▶ [TASK TO CARRY OUT]: Extract the lines from the first line of the records below through the line containing "use regex::Regex;", inclusive, and reproduce them exactly as written.

▶ [DATASET EXCERPTS]:
###

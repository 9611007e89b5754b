//! Review submission and build verification

use crate::config::RepoConfig;
use crate::error::{Error, Result};
use crate::git::GitBackend;
use crate::report::Reporter;
use crate::tools::{BuildVerifier, ReviewTool};
use crate::types::Session;
use regex::Regex;
use std::sync::LazyLock;

/// Placeholder review change number assigned in dry-run mode
pub const DRY_RUN_REVIEW_ID: &str = "12345";

static REVIEW_URL_RE: LazyLock<Regex> =
    LazyLock::new(|| Regex::new(r"https://[^\s]+/(\d+)").expect("hardcoded pattern is valid"));

static CHANGE_ID_RE: LazyLock<Regex> = LazyLock::new(|| {
    Regex::new(r"Change-Id: (I[a-f0-9]{40})").expect("hardcoded pattern is valid")
});

/// Pull the review URL and change number out of submission tool output
pub fn parse_review_url(output: &str) -> Option<(String, String)> {
    REVIEW_URL_RE.captures(output).map(|captures| {
        let url = captures.get(0).map_or("", |m| m.as_str()).to_string();
        let id = captures.get(1).map_or("", |m| m.as_str()).to_string();
        (url, id)
    })
}

/// Pull the Gerrit Change-Id trailer out of a commit message
pub fn parse_change_id(message: &str) -> Option<String> {
    CHANGE_ID_RE
        .captures(message)
        .and_then(|c| c.get(1))
        .map(|m| m.as_str().to_string())
}

/// Submit the proposal commit for code review
///
/// A "no new changes" response means the change is already under review; the
/// existing review is recovered from the commit's Change-Id trailer instead
/// of failing.
pub async fn submit_review(
    session: &mut Session,
    git: &dyn GitBackend,
    review: &dyn ReviewTool,
    config: &RepoConfig,
    reporter: &dyn Reporter,
) -> Result<()> {
    reporter.info("Submitting proposal for code review...");

    if session.dry_run {
        session.review_id = DRY_RUN_REVIEW_ID.to_string();
        session.review_url = config.review_url(DRY_RUN_REVIEW_ID);
        reporter.info(&format!(
            "[dry run] Would submit {} for review",
            session.commit_ref
        ));
        return Ok(());
    }

    let output = review.submit(&session.commit_ref).await?;
    let combined = output.combined();

    if !output.success {
        if combined.contains("no new changes") {
            reporter.info("Change already submitted for review, looking up existing review...");
            recover_existing_review(session, git, config, reporter).await?;
            return Ok(());
        }
        return Err(Error::Tool {
            tool: "git codereview mail".to_string(),
            stderr: combined.trim().to_string(),
        });
    }

    // The mail command prints the change URL on stdout or stderr depending
    // on the transport.
    let parsed = parse_review_url(&output.stdout).or_else(|| parse_review_url(&output.stderr));

    match parsed {
        Some((url, id)) => {
            session.review_url = url;
            session.review_id = id;
            reporter.success(&format!(
                "Submitted for review: {} (CL {})",
                session.review_url, session.review_id
            ));
        }
        None => {
            reporter.warn("Review submitted but no review URL found in output");
            recover_existing_review(session, git, config, reporter).await?;
        }
    }

    Ok(())
}

/// Recover the review URL for an already-submitted change
///
/// Best effort via the Change-Id trailer; leaves the session untouched with
/// a warning when no trailer is present.
async fn recover_existing_review(
    session: &mut Session,
    git: &dyn GitBackend,
    config: &RepoConfig,
    reporter: &dyn Reporter,
) -> Result<()> {
    let message = git.last_commit_message().await?;

    match parse_change_id(&message) {
        Some(change_id) => {
            session.review_url = format!("{}/q/{change_id}", config.review_base);
            session.review_id = change_id;
            reporter.success(&format!("Found existing review: {}", session.review_url));
        }
        None => {
            reporter.warn("Could not determine the review URL (no Change-Id trailer)");
            reporter.info("Check your open changes on the review site manually");
        }
    }

    Ok(())
}

/// Trigger build verification for the submitted change
///
/// Skipped with a warning when no review exists; a missing trigger binary
/// degrades to a warning with an install hint.
pub async fn trigger_build(
    session: &Session,
    git: &dyn GitBackend,
    build: &dyn BuildVerifier,
    reporter: &dyn Reporter,
) -> Result<()> {
    if session.dry_run {
        reporter.info("[dry run] Would trigger build verification");
        return Ok(());
    }

    if session.review_id.is_empty() {
        reporter.warn("No review submitted, skipping build verification");
        return Ok(());
    }

    reporter.info("Triggering build verification...");

    let commit_hash = git.resolve(&session.commit_ref).await?;

    match build.trigger(&commit_hash).await {
        Ok(output) if output.success => {
            reporter.success("Build verification triggered");
            Ok(())
        }
        Ok(output) => Err(Error::Tool {
            tool: "cueckoo".to_string(),
            stderr: output.combined().trim().to_string(),
        }),
        Err(Error::ToolNotFound(tool)) => {
            reporter.warn(&format!("{tool} is not installed, skipping build verification"));
            reporter.info("Install it with: go install github.com/cue-sh/tools/cmd/cueckoo@latest");
            Ok(())
        }
        Err(e) => Err(e),
    }
}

###

▶ [SOLUTION]:
repository 9611007e89b5754b
//! Review submission and build verification

use crate::config::RepoConfig;
use crate::error::{Error, Result};
use crate::git::GitBackend;
use crate::report::Reporter;
use crate::tools::{BuildVerifier, ReviewTool};
use crate::types::Session;
use regex::Regex;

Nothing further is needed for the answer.